El sol se ponía y las olas se hacían más grandes. Con chalecos salvavidas, lucharon por agarrarse a las tablas.
“Supuse que Austin lo había hecho mucho más rápido que él”, dijo Joanne.
Cuanto más pasaba el tiempo, más se preguntaba si su plan había funcionado.
“Si él no lo logró, ¿qué he hecho yo? ¿Tomé la decisión equivocada y alguien vendrá a salvar a mis otros dos?”
Pero Austin nadó 2,5 millas hasta llegar a la orilla.
“Pensé en mamá, Beau y Grace… Cuando toqué el suelo pensé: ¿Cómo me siento en tierra? ¿Es esto un sueño?” dijo.
“Después de eso tuve que correr 2 km para llegar al teléfono”.
Llegó al bolso de su madre y llamó a los servicios de emergencia alrededor de las 6 p.m. hora local.
“Dije: ‘Necesito helicópteros, necesito aviones, necesito barcos, mi familia está en el mar’. Estaba muy tranquilo. Creo que fue simplemente un gran shock”.
Después de la llamada, se desmayó por el cansancio y lo llevaron al hospital, donde llamó a su padre.
No estaba seguro de si su madre y sus hermanos todavía estaban vivos.
En el mar estaba oscuro y hacía mucho frío. Joanne tenía dificultades para controlar a sus hijos más pequeños y temía lo peor.
“Supuse que Austin no lo logró”, dijo. “No veíamos que nada pudiera salvarnos. Estábamos casi en el punto en que estábamos solos”.
El grupo de búsqueda encontró a la familia a unos 14 kilómetros (9 millas) de la costa, flotando en el mar y aferrándose a una tabla de remo.
En ese momento, Joanne intentaba desesperadamente alcanzar a los niños, que flotaban después de haber sido derribados de la tabla por una gran ola.
Joanne escuchó a Grace gritar pero no pudo oír a Beau hasta que apagaron el motor del barco y pudieron localizarlo.
“Fue una absoluta pesadilla”, le dijo a la BBC.
Minutos después de llamar a su padre, Austin recibió la noticia de que habían sido encontrados. Dijo que los médicos y los policías saltaban de alegría.
“Fue un momento que nunca olvidaré”, dijo.
Joanne dijo que solo pudo relajarse cuando el mismo trabajador de la ambulancia que recogió a Austin pudo confirmar que él también había sobrevivido.

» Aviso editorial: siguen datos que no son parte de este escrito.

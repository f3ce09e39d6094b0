use super::error::{LexicalError, LexicalErrorType};
use super::token::Token;
use crate::utils::prelude::SrcSpan;

pub type Spanned = (u32, Token, u32);
pub type LexResult = std::result::Result<Spanned, LexicalError>;

/// Longest accepted identifier that is not a keyword.
pub const MAX_IDENTIFIER_LENGTH: usize = 4;

pub fn str_to_keyword(word: &str) -> Option<Token> {
	Some(match word {
		"if" => Token::If,
		"then" => Token::Then,
		"else" => Token::Else,
		"while" => Token::While,
		"do" => Token::Do,
		_ => return None
	})
}

/// Pulls tokens out of a `(byte offset, char)` stream on demand. Once the
/// input is exhausted every further call yields [`Token::Eof`].
#[derive(Debug)]
pub struct Lexer<T: Iterator<Item = (u32, char)>> {
	position: u32,
	next_position: u32,
	ch: Option<char>,
	next_ch: Option<char>,
	input: T,
}

/// Lexer over a line of source, positions are byte offsets into `src`.
pub fn lexer_for(src: &str) -> Lexer<impl Iterator<Item = (u32, char)> + '_> {
	Lexer::new(src.char_indices().map(|(i, c)| (i as u32, c)))
}

impl<T: Iterator<Item = (u32, char)>> Lexer<T> {
	pub fn new(input: T) -> Self {
		let mut lexer = Self {
			position: 0,
			next_position: 0,
			ch: None,
			next_ch: None,
			input,
		};

		lexer.next_char();
		lexer.next_char();

		lexer
	}

	pub fn next_token(&mut self) -> LexResult {
		self.skip_whitespace();

		let span = match self.ch {
			Some(ch) => match ch {
				'+' => self.eat_one_char(Token::Plus),
				'-' => self.eat_one_char(Token::Minus),
				'*' => self.eat_one_char(Token::Mult),
				'/' => self.eat_one_char(Token::Div),
				'>' => self.eat_one_char(Token::GreaterThan),
				'<' => self.eat_one_char(Token::LessThan),
				'(' => self.eat_one_char(Token::LParen),
				')' => self.eat_one_char(Token::RParen),
				'{' => self.eat_one_char(Token::LBrace),
				'}' => self.eat_one_char(Token::RBrace),
				';' => self.eat_one_char(Token::Semicolon),
				'=' => match self.next_ch {
					Some('=') => self.eat_two_chars(Token::Equal),
					_ => self.eat_one_char(Token::Assign),
				},
				c if c.is_ascii_digit() => {
					return self.lex_number();
				},
				c if c.is_alphabetic() => {
					return self.lex_ident();
				},
				c => {
					let start = self.position;
					let _ = self.next_char();

					return Err(LexicalError {
						error: LexicalErrorType::UnrecognizedToken { tok: c },
						location: SrcSpan::from(start, self.position),
					});
				}
			},
			None => {
				self.eat_one_char(Token::Eof)
			}
		};

		Ok(span)
	}

	fn next_char(&mut self) -> Option<char> {
		let ch = self.ch;

		let next = match self.input.next() {
			Some((pos, ch)) => {
				self.position = self.next_position;
				self.next_position = pos;

				Some(ch)
			},
			None => {
				self.position = self.next_position;
				self.next_position += self.next_ch.map_or(0, |c| c.len_utf8() as u32);

				None
			}
		};

		self.ch = self.next_ch;
		self.next_ch = next;

		ch
	}

	fn skip_whitespace(&mut self) {
		while self.ch.is_some_and(char::is_whitespace) {
			let _ = self.next_char();
		}
	}

	fn eat_one_char(&mut self, token: Token) -> Spanned {
		let start_pos = self.position;
		self.next_char();
		let end_pos = self.position;

		(start_pos, token, end_pos)
	}

	fn eat_two_chars(&mut self, token: Token) -> Spanned {
		let start_pos = self.position;
		self.next_char();
		self.next_char();
		let end_pos = self.position;

		(start_pos, token, end_pos)
	}

	fn lex_ident(&mut self) -> LexResult {
		let start_pos = self.position;
		let mut ident = String::new();

		while let Some(ch) = self.ch.filter(|ch| ch.is_alphabetic()) {
			ident.push(ch);
			let _ = self.next_char();
		}

		let end_pos = self.position;

		if let Some(tok) = str_to_keyword(&ident) {
			return Ok((start_pos, tok, end_pos));
		}

		let length = ident.chars().count();

		if length > MAX_IDENTIFIER_LENGTH {
			return Err(LexicalError {
				error: LexicalErrorType::IdentifierTooLong { length },
				location: SrcSpan::from(start_pos, end_pos)
			});
		}

		Ok((start_pos, Token::Ident(ident), end_pos))
	}

	fn lex_number(&mut self) -> LexResult {
		let start_pos = self.position;
		let mut value = String::new();

		while let Some(ch) = self.ch.filter(char::is_ascii_digit) {
			value.push(ch);
			let _ = self.next_char();
		}

		let end_pos = self.position;

		match value.parse::<i64>() {
			Ok(value) => Ok((start_pos, Token::Int(value), end_pos)),
			Err(_) => Err(LexicalError {
				error: LexicalErrorType::IntegerTooLarge,
				location: SrcSpan::from(start_pos, end_pos)
			})
		}
	}
}

impl<T: Iterator<Item = (u32, char)>> Iterator for Lexer<T> {
	type Item = LexResult;

	fn next(&mut self) -> Option<Self::Item> {
		let token = self.next_token();

		Some(token)
	}
}
use crate::{lexer::prelude::{LexicalError, Token}, utils::prelude::SrcSpan};

#[derive(Debug, Clone, PartialEq)]
pub enum ParseErrorType {
    UnexpectedEof,
    UnexpectedToken {
        token: Token,
        expected: Vec<String>,
    },
    MissingSeparator {
        token: Token,
    },
    TooManyStatements {
        limit: usize,
    },
    TooDeeplyNested {
        limit: usize,
    },
    LexError { error: LexicalError },
}

#[derive(Debug, Clone, PartialEq)]
pub struct ParseError {
    pub error: ParseErrorType,
    pub span: SrcSpan
}

impl ParseError {
    pub fn details(&self) -> (&'static str, Vec<String>) {
        match &self.error {
            ParseErrorType::UnexpectedToken { token, expected } => {
                let messages = std::iter::once(format!("Found {}, expected one of: ", token.describe()))
                    .chain(expected.iter().map(|s| format!("- {s}")))
                    .collect();

                ("Not expected this", messages)
            },
            ParseErrorType::MissingSeparator { token } => (
                "Expected separator or closing brace",
                vec![format!("Found {}, expected `;` or `}}`", token.describe())]
            ),
            ParseErrorType::TooManyStatements { limit } => (
                "Too many statements",
                vec![format!("Exceeded the maximum limit of {limit} commands per line")]
            ),
            ParseErrorType::TooDeeplyNested { limit } => (
                "Nested too deeply",
                vec![format!("Parentheses, signs and blocks may nest at most {limit} levels deep")]
            ),
            ParseErrorType::UnexpectedEof => ("Unexpected end of input", vec![]),
            ParseErrorType::LexError { error } => error.details()
        }
    }

    /// Resource limits are reported apart from syntax errors.
    pub fn is_limit(&self) -> bool {
        matches!(
            self.error,
            ParseErrorType::TooManyStatements { .. } | ParseErrorType::TooDeeplyNested { .. }
        )
    }

    pub fn is_lexical(&self) -> bool {
        matches!(self.error, ParseErrorType::LexError { .. })
    }
}
//! Recursive descent over the token stream, producing a [`ast::Program`].

pub mod ast;
pub mod error;
pub mod parser;

pub mod prelude {
    pub use super::{
        ast::*,
        error::*,
        parser::*
    };
}
use std::{
    rc::Rc,
    sync::{atomic::{AtomicBool, Ordering}, Arc},
    time::Instant,
};

use calc_core::{
    environment::prelude::{Environment, Value},
    eval::prelude::{run, EvalOptions, RuntimeErrorType},
    utils::prelude::{Error, WarningEmitterIO},
};

use crate::{
    cli::{print_evaluated, print_exiting, print_interrupted, print_rejected, read_line, stderr_buffer_writer},
    ConsoleWarningEmitter, ReplArgs,
};

#[cfg(test)]
mod tests;

const PROMPT: &str = "calc> ";

/// Longest line, in characters, accepted by default.
pub const MAX_CODE_LENGTH: usize = 1000;

pub fn start(args: &ReplArgs) -> std::io::Result<()> {
    // set while a line is being evaluated, so Ctrl-C stops the line
    // instead of the whole session
    let busy = Arc::new(AtomicBool::new(false));
    let interrupt = Arc::new(AtomicBool::new(false));

    ctrlc::set_handler({
        let busy = busy.clone();
        let interrupt = interrupt.clone();

        move || {
            if busy.load(Ordering::SeqCst) {
                interrupt.store(true, Ordering::SeqCst);
            } else {
                println!();
                print_exiting();
                std::process::exit(0);
            }
        }
    })
    .map_err(std::io::Error::other)?;

    let options = EvalOptions {
        max_loop_iterations: args.loop_limit,
        interrupt: Some(interrupt.clone()),
    };
    let warnings: Rc<dyn WarningEmitterIO> = Rc::new(ConsoleWarningEmitter);
    let buf_writer = stderr_buffer_writer();
    let mut env = Environment::new();

    println!("Enter commands (Ctrl+D or Ctrl+C to exit):");

    loop {
        let Some(input) = read_line(PROMPT)? else {
            println!();
            print_exiting();

            return Ok(());
        };

        match classify(&input, args.max_length) {
            Line::Skip => continue,
            Line::Exit => return Ok(()),
            Line::ShowStore => {
                println!("{env}");
                continue;
            },
            Line::TooLong => {
                print_rejected("code exceeds maximum allowed length");
                continue;
            },
            Line::Source => {}
        }

        interrupt.store(false, Ordering::SeqCst);
        busy.store(true, Ordering::SeqCst);

        let start = Instant::now();
        let result = run(&input, &mut env, warnings.clone(), &options);
        let elapsed = start.elapsed();

        busy.store(false, Ordering::SeqCst);

        match result {
            Ok(values) => {
                if !values.is_empty() {
                    println!("{}", format_values(&values));
                }
            },
            Err(Error::Runtime { error, .. }) if error.error == RuntimeErrorType::Interrupted => {
                print_interrupted();
            },
            Err(err) => {
                let mut buf = buf_writer.buffer();
                err.pretty(&mut buf);
                buf_writer.print(&buf)?;
            }
        }

        if args.timings {
            print_evaluated(elapsed);
        }

        if args.show_store {
            println!("{env}");
        }
    }
}

/// What the shell does with a line read at the prompt.
#[derive(Debug, Clone, Copy, PartialEq, Eq)]
enum Line {
    Skip,
    Exit,
    ShowStore,
    TooLong,
    Source,
}

// only the empty line is skipped; whitespace still goes to the parser
fn classify(input: &str, max_length: usize) -> Line {
    if input.chars().count() > max_length {
        return Line::TooLong;
    }

    match input {
        "" => Line::Skip,
        ".exit" => Line::Exit,
        ".vars" => Line::ShowStore,
        _ => Line::Source
    }
}

fn format_values(values: &[Value]) -> String {
    let values = values.iter()
        .map(Value::to_string)
        .collect::<Vec<String>>();

    format!("[{}]", values.join(", "))
}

La familia fue atendida en el hospital por heridas leves.
“Fue un final absolutamente perfecto, todos estaban sanos y felices y sufrían dolor, pero no estaban heridos”, dijo.
Austin todavía está procesando la terrible experiencia, pero ya regresó a la escuela, con muletas, porque le dolían mucho las piernas.

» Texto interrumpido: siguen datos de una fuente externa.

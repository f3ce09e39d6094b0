//! Turns a line into spanned tokens. Bad input becomes an `Err` item in
//! the stream so the parser can report it after the fact.

pub mod error;
pub mod lexer;
pub mod token;

pub mod prelude {
	pub use super::{
		error::*,
		lexer::*,
		token::*
	};
}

Elogió la “respuesta realmente rápida” de los servicios de emergencia y el “buen equipo de ambulancia”.
“No pensé que era un héroe, simplemente hice lo que hice”, dijo.

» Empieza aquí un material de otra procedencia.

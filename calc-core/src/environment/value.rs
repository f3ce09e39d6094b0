use std::fmt::Display;

pub const TRUE: Value = Value::Boolean { value: true };
pub const FALSE: Value = Value::Boolean { value: false };

/// Largest magnitude an arithmetic result may have.
pub const MAX_INT: i64 = (1 << 31) - 1;

#[derive(Debug, Clone, Copy, PartialEq, Eq)]
pub enum Value {
    Integer {
        value: i64
    },
    Boolean {
        value: bool
    },
}

impl Display for Value {
    fn fmt(&self, f: &mut std::fmt::Formatter<'_>) -> std::fmt::Result {
        match self {
            Value::Integer { value } => write!(f, "{value}"),
            Value::Boolean { value } => write!(f, "{value}")
        }
    }
}

impl From<i64> for Value {
    fn from(value: i64) -> Self {
        Value::Integer { value }
    }
}

impl From<bool> for Value {
    fn from(value: bool) -> Self {
        Value::Boolean { value }
    }
}

impl Value {
    /// Booleans take part in arithmetic as 1 and 0.
    pub fn as_integer(&self) -> i64 {
        match self {
            Value::Integer { value } => *value,
            Value::Boolean { value } => i64::from(*value)
        }
    }

    pub fn is_truthy(&self) -> bool {
        self.as_integer() != 0
    }
}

Austin le dijo a ABC que comenzó a tomar clases de natación cuando tenía cuatro años e hizo VacSwim (lecciones de seguridad en el agua para niños), pero que anteriormente le había resultado “bastante extenuante” nadar 350 metros sin tomar un descanso.
El inspector de policía James Bradley agradeció a los involucrados en la misión de rescate y dijo que era un recordatorio de que las condiciones del mar pueden cambiar rápidamente.
“Las acciones del niño de 13 años no pueden ser lo suficientemente elogiadas. Su determinación y coraje finalmente salvaron la vida de su madre y sus hermanos”.